Viterbo – “Vergognoso che il comune ancora non abbia riaperto alcuni uffici”. Lina delle Monache (Obiettivo comune) non si fa capace di come sia possibile che dal 19 maggio, data del decreto in cui si chiedeva alle pubbliche amministrazioni d’attrezzarsi per garantire servizi a cittadini e imprese, a Viterbo quelli riaperti di competenza comunale, si contano sulla dita di una mano e avanza più di un dito.
Pare di essere ancora nel pieno dell’emergenza Coronavirus.
“Si doveva garantire il progressivo riavvio – spiega Delle Monache – dal 19 maggio in comune vi sareste dovuti attrezzare per soddisfare i bisogni di cittadini e aziende, riaprendo gli uffici”.
Siamo a fine giugno, non pare che si sia mosso molto.
“È aperta solo l’anagrafe – insiste Delle Monache – tributi, Suap, Sviluppo economico non ancora.

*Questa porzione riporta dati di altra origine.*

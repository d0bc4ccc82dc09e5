//! Боевая подсистема: патроны/перезарядка, слоты оружия, урон, директор огня

pub mod ammo;
pub mod damage;
pub mod director;
pub mod switching;

pub use ammo::*;
pub use damage::*;
pub use director::*;
pub use switching::*;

Ma soprattutto, sono tante le segnalazioni di professionisti, aziende che a oggi non hanno ricevuto il saldo di fatture per prestazioni eseguite o acquisto beni.
Dal 19 maggio l’amministrazione non sta supportando la comunità”.
Qualcosa a palazzo dei Priori stanno facendo. “Sono partiti i lavori – anticipa il vicesindaco Enrico Maria Contardo – per consentire l’accesso del pubblico in base alla norma.
In variazione di bilancio abbiamo stanziato 50mila euro per la sistemazione degli uffici”.
Gira che ti rigira, è sempre un problema di soldi. “Meno male – osserva Delle Monache – perché fino a pochi giorni fa non c’erano fondi per adempiere.
Resta comunque che dal 19 maggio non abbiano ancora riaperto alcuni uffici, è vergognoso”.